__TO DO__
Reproduce, from the line containing "if self.data.len() <" to the last line of the material, every line exactly.

__MATERIAL PROVIDED__
------------------------

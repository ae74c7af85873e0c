// SPDX-License-Identifier: MIT
// Copyright (c) 2026 ADNT Sarl <info@adnt.io>

//! ESP32 ROM serial loader packets.
//!
//! Requests are `0x00, opcode, len u16, checksum u32, data`. Responses are
//! `0x01, opcode, len u16, value u32, data`, where the last four data bytes
//! of an ESP32 ROM response carry the status. Both travel SLIP framed, see
//! [`crate::slip`].

use core::time::Duration;

use heapless::Vec as HeaplessVec;
use thiserror::Error;

// --- Loader constants ---

pub const DIRECTION_REQUEST: u8 = 0x00;
pub const DIRECTION_RESPONSE: u8 = 0x01;

/// Baud rate the ROM loader starts at.
pub const ROM_BAUD: u32 = 115_200;

/// Flash data block size accepted by the ROM (the stub would take 16 KiB).
pub const FLASH_WRITE_SIZE: usize = 0x400;

/// Maximum bytes returned by one `READ_FLASH_SLOW`.
pub const READ_FLASH_BLOCK_SIZE: usize = 64;

pub const FLASH_SECTOR_SIZE: u32 = 4096;
pub const FLASH_BLOCK_SIZE: u32 = 64 * 1024;
pub const FLASH_PAGE_SIZE: u32 = 256;
pub const DEFAULT_FLASH_SIZE: u32 = 4 * 1024 * 1024;

pub const CHECKSUM_SEED: u8 = 0xEF;

/// Status trailer length on ESP32 ROM responses.
pub const STATUS_LEN: usize = 4;

const HEADER_LEN: usize = 8;
const FLASH_DATA_HEADER_LEN: usize = 16;

/// Largest request packet before SLIP framing.
pub const MAX_REQUEST_LEN: usize = HEADER_LEN + FLASH_DATA_HEADER_LEN + FLASH_WRITE_SIZE;

/// Sync payload: `07 07 12 20` followed by 32 bytes of `0x55`.
pub const SYNC_PAYLOAD: [u8; 36] = {
    let mut payload = [0x55u8; 36];
    payload[0] = 0x07;
    payload[1] = 0x07;
    payload[2] = 0x12;
    payload[3] = 0x20;
    payload
};

// --- Timeouts ---

pub const DEFAULT_TIMEOUT: Duration = Duration::from_secs(3);
pub const SYNC_TIMEOUT: Duration = Duration::from_millis(100);
const ERASE_TIMEOUT_PER_MB_MS: u64 = 30_000;
const WRITE_TIMEOUT_PER_MB_MS: u64 = 40_000;

fn timeout_per_mb(per_mb_ms: u64, size: u64) -> Duration {
    let ms = per_mb_ms * size / (1024 * 1024);
    Duration::from_millis(ms).max(DEFAULT_TIMEOUT)
}

#[derive(Debug, Clone, Copy, PartialEq, Eq)]
#[repr(u8)]
pub enum Opcode {
    FlashBegin = 0x02,
    FlashData = 0x03,
    FlashEnd = 0x04,
    Sync = 0x08,
    SpiSetParams = 0x0B,
    SpiAttach = 0x0D,
    ReadFlashSlow = 0x0E,
}

#[derive(Debug, Clone, Copy, PartialEq, Eq)]
pub enum Command<'a> {
    Sync,
    /// Attach the default SPI flash pins.
    SpiAttach,
    SpiSetParams {
        total_size: u32,
    },
    /// Erase `size` bytes at `offset` and expect `blocks` data packets.
    FlashBegin {
        size: u32,
        blocks: u32,
        block_size: u32,
        offset: u32,
    },
    /// One block, padded with `0xFF` to [`FLASH_WRITE_SIZE`] on the wire.
    FlashData {
        seq: u32,
        data: &'a [u8],
    },
    FlashEnd {
        reboot: bool,
    },
    ReadFlashSlow {
        offset: u32,
        len: u32,
    },
}

#[derive(Debug, Clone, Copy, PartialEq, Eq, Error)]
pub enum RomError {
    #[error("invalid message")]
    InvalidMessage,
    #[error("failed to act on message")]
    FailedToAct,
    #[error("invalid CRC in message")]
    InvalidCrc,
    #[error("flash write error")]
    FlashWrite,
    #[error("flash read error")]
    FlashRead,
    #[error("flash read length error")]
    ReadLength,
    #[error("deflate error")]
    Deflate,
    #[error("unknown error 0x{0:02x}")]
    Unknown(u8),
}

impl From<u8> for RomError {
    fn from(code: u8) -> Self {
        match code {
            0x05 => Self::InvalidMessage,
            0x06 => Self::FailedToAct,
            0x07 => Self::InvalidCrc,
            0x08 => Self::FlashWrite,
            0x09 => Self::FlashRead,
            0x0A => Self::ReadLength,
            0x0B => Self::Deflate,
            other => Self::Unknown(other),
        }
    }
}

#[derive(Debug, Clone, Copy, PartialEq, Eq, Error)]
pub enum ProtocolError {
    #[error("response too short ({0} bytes)")]
    TooShort(usize),
    #[error("unexpected direction byte 0x{0:02x}")]
    Direction(u8),
    #[error("response declares {expected} data bytes, got {found}")]
    Truncated { expected: usize, found: usize },
    #[error("response has no status bytes")]
    MissingStatus,
    #[error("device reported {0}")]
    Rom(RomError),
    #[error("flash block of {0} bytes exceeds the {max} byte limit", max = FLASH_WRITE_SIZE)]
    BlockTooLarge(usize),
}

/// XOR checksum of a flash data payload, seeded with `0xEF`.
pub fn checksum(data: &[u8]) -> u32 {
    data.iter().fold(CHECKSUM_SEED, |acc, b| acc ^ b) as u32
}

impl Command<'_> {
    pub fn opcode(&self) -> Opcode {
        match self {
            Command::Sync => Opcode::Sync,
            Command::SpiAttach => Opcode::SpiAttach,
            Command::SpiSetParams { .. } => Opcode::SpiSetParams,
            Command::FlashBegin { .. } => Opcode::FlashBegin,
            Command::FlashData { .. } => Opcode::FlashData,
            Command::FlashEnd { .. } => Opcode::FlashEnd,
            Command::ReadFlashSlow { .. } => Opcode::ReadFlashSlow,
        }
    }

    /// How long to wait for the response.
    pub fn timeout(&self) -> Duration {
        match self {
            Command::Sync => SYNC_TIMEOUT,
            Command::FlashBegin { size, .. } => {
                timeout_per_mb(ERASE_TIMEOUT_PER_MB_MS, *size as u64)
            }
            Command::FlashData { .. } => {
                timeout_per_mb(WRITE_TIMEOUT_PER_MB_MS, FLASH_WRITE_SIZE as u64)
            }
            _ => DEFAULT_TIMEOUT,
        }
    }

    /// Build the request packet (without SLIP framing).
    pub fn encode(&self) -> Result<HeaplessVec<u8, MAX_REQUEST_LEN>, ProtocolError> {
        let mut body: HeaplessVec<u8, MAX_REQUEST_LEN> = HeaplessVec::new();
        let mut check = 0u32;

        match *self {
            Command::Sync => push(&mut body, &SYNC_PAYLOAD),
            Command::SpiAttach => push(&mut body, &[0u8; 8]),
            Command::SpiSetParams { total_size } => {
                for word in [
                    0, // flash id
                    total_size,
                    FLASH_BLOCK_SIZE,
                    FLASH_SECTOR_SIZE,
                    FLASH_PAGE_SIZE,
                    0xFFFF, // status mask
                ] {
                    push(&mut body, &word.to_le_bytes());
                }
            }
            Command::FlashBegin {
                size,
                blocks,
                block_size,
                offset,
            } => {
                for word in [size, blocks, block_size, offset] {
                    push(&mut body, &word.to_le_bytes());
                }
            }
            Command::FlashData { seq, data } => {
                if data.len() > FLASH_WRITE_SIZE {
                    return Err(ProtocolError::BlockTooLarge(data.len()));
                }
                for word in [FLASH_WRITE_SIZE as u32, seq, 0, 0] {
                    push(&mut body, &word.to_le_bytes());
                }
                push(&mut body, data);
                body.resize(FLASH_DATA_HEADER_LEN + FLASH_WRITE_SIZE, 0xFF)
                    .ok();
                check = checksum(&body[FLASH_DATA_HEADER_LEN..]);
            }
            Command::FlashEnd { reboot } => {
                // 0 reboots, 1 stays in the loader
                push(&mut body, &(u32::from(!reboot)).to_le_bytes());
            }
            Command::ReadFlashSlow { offset, len } => {
                for word in [offset, len] {
                    push(&mut body, &word.to_le_bytes());
                }
            }
        }

        let mut packet = HeaplessVec::new();
        push(&mut packet, &[DIRECTION_REQUEST, self.opcode() as u8]);
        push(&mut packet, &(body.len() as u16).to_le_bytes());
        push(&mut packet, &check.to_le_bytes());
        push(&mut packet, &body);
        Ok(packet)
    }
}

// Capacity is sized for the largest request, so this cannot overflow.
fn push(buf: &mut HeaplessVec<u8, MAX_REQUEST_LEN>, bytes: &[u8]) {
    buf.extend_from_slice(bytes).ok();
}

/// A decoded loader response, borrowing the frame it was parsed from.
#[derive(Debug, Clone, Copy, PartialEq, Eq)]
pub struct Response<'a> {
    pub opcode: u8,
    pub value: u32,
    pub data: &'a [u8],
}

impl<'a> Response<'a> {
    pub fn parse(frame: &'a [u8]) -> Result<Self, ProtocolError> {
        if frame.len() < HEADER_LEN {
            return Err(ProtocolError::TooShort(frame.len()));
        }
        if frame[0] != DIRECTION_RESPONSE {
            return Err(ProtocolError::Direction(frame[0]));
        }
        let size = u16::from_le_bytes([frame[2], frame[3]]) as usize;
        let found = frame.len() - HEADER_LEN;
        if found < size {
            return Err(ProtocolError::Truncated {
                expected: size,
                found,
            });
        }
        Ok(Self {
            opcode: frame[1],
            value: u32::from_le_bytes([frame[4], frame[5], frame[6], frame[7]]),
            data: &frame[HEADER_LEN..HEADER_LEN + size],
        })
    }

    /// Check the status trailer.
    pub fn status(&self) -> Result<(), ProtocolError> {
        if self.data.len() < STATUS_LEN {
            return Err(ProtocolError::MissingStatus);
        }
        let status = &self.data[self.data.len() - STATUS_LEN..];
        if status[0] != 0 {
            return Err(ProtocolError::Rom(RomError::from(status[1])));
        }
        Ok(())
    }

    /// Data bytes before the status trailer.
    pub fn payload(&self) -> &'a [u8] {
        &self.data[..self.data.len().saturating_sub(STATUS_LEN)]
    }
}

------------------------

__RESPONSE AREA__
        if self.data.len() < STATUS_LEN {
            return Err(ProtocolError::MissingStatus);
        }
        let status = &self.data[self.data.len() - STATUS_LEN..];
        if status[0] != 0 {
            return Err(ProtocolError::Rom(RomError::from(status[1])));
        }
        Ok(())
    }

    /// Data bytes before the status trailer.
    pub fn payload(&self) -> &'a [u8] {
        &self.data[..self.data.len().saturating_sub(STATUS_LEN)]
    }
}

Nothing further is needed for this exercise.